A STORY BERNARD ARNAULT likes to tell is of a meeting with Steve Jobs, the late co-founder of Apple and father of the iPhone. Jobs was on the verge of launching the Apple Store. Mr Arnault, a Frenchman whose company, LVMH, provides high society with its Louis Vuitton luggage, Christian Dior couture, Tiffany jewellery and Dom Pérignon champagne, knows more than most about turning storefronts into temples of desire. As they talked, the conversation turned to their products. Mr Arnault asked Jobs whether he thought the iPhone would still be around in 30 years’ time. The American replied that he did not know. Jobs then asked the same question about Dom Pérignon, whose first vintage was in 1921. Mr Arnault, the story goes, assured him it would still be drunk for generations to come. Jobs agreed.
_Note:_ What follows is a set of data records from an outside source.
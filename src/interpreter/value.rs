use std::fmt;
use std::rc::Rc;

use crate::ast::Expression;

use super::Environment;

/// Runtime value representation
#[derive(Debug, Clone)]
pub enum Value {
    Number(i64),
    Boolean(bool),
    /// Function value with the environment of its definition site
    Closure {
        parameter: String,
        body: Rc<Expression>,
        env: Environment,
    },
}

impl Value {
    /// Name of the value's shape, as used in error messages.
    pub fn kind(&self) -> &'static str {
        match self {
            Value::Number(_) => "number",
            Value::Boolean(_) => "boolean",
            Value::Closure { .. } => "function",
        }
    }

    pub fn as_number(&self) -> Option<i64> {
        match self {
            Value::Number(n) => Some(*n),
            _ => None,
        }
    }

    pub fn as_boolean(&self) -> Option<bool> {
        match self {
            Value::Boolean(b) => Some(*b),
            _ => None,
        }
    }

    pub fn is_closure(&self) -> bool {
        matches!(self, Value::Closure { .. })
    }
}

/// Numbers and booleans compare by value. Closures never compare equal.
impl PartialEq for Value {
    fn eq(&self, other: &Self) -> bool {
        match (self, other) {
            (Value::Number(a), Value::Number(b)) => a == b,
            (Value::Boolean(a), Value::Boolean(b)) => a == b,
            _ => false,
        }
    }
}

impl fmt::Display for Value {
    fn fmt(&self, f: &mut fmt::Formatter) -> fmt::Result {
        match self {
            Value::Number(n) => write!(f, "{}", n),
            Value::Boolean(b) => write!(f, "{}", b),
            Value::Closure { parameter, .. } => write!(f, "<closure \\{}>", parameter),
        }
    }
}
In many ways Mr Arnault, the first European to rise to the top of the world’s rich lists, is the epitome of how to do business in the old continent. As his remarks to Jobs suggested, he thinks about the distant past and decades into the future, not just about next year’s profits. He relishes craftsmanship, championing outré designers, perfumers and cellar masters, while often reserving for himself the last word on product details. His own presence as a business titan is understated. Unlike Elon Musk, Jeff Bezos and Bill Gates, his most recent predecessors as the world’s richest people, he is not a household name—unless the household is a maison de couture, or palatial. He is a regular on the Parisian fashion-show circuit, yet lets the clothes and those that wear them grab the spotlight. He is soft-spoken but is no soft touch. As a writer on this newspaper put it back in 1989, he has “a charming smile but teeth, apparently, of steel”. That reputation, which goes well with his lupine looks, is one he has never seemed to mind.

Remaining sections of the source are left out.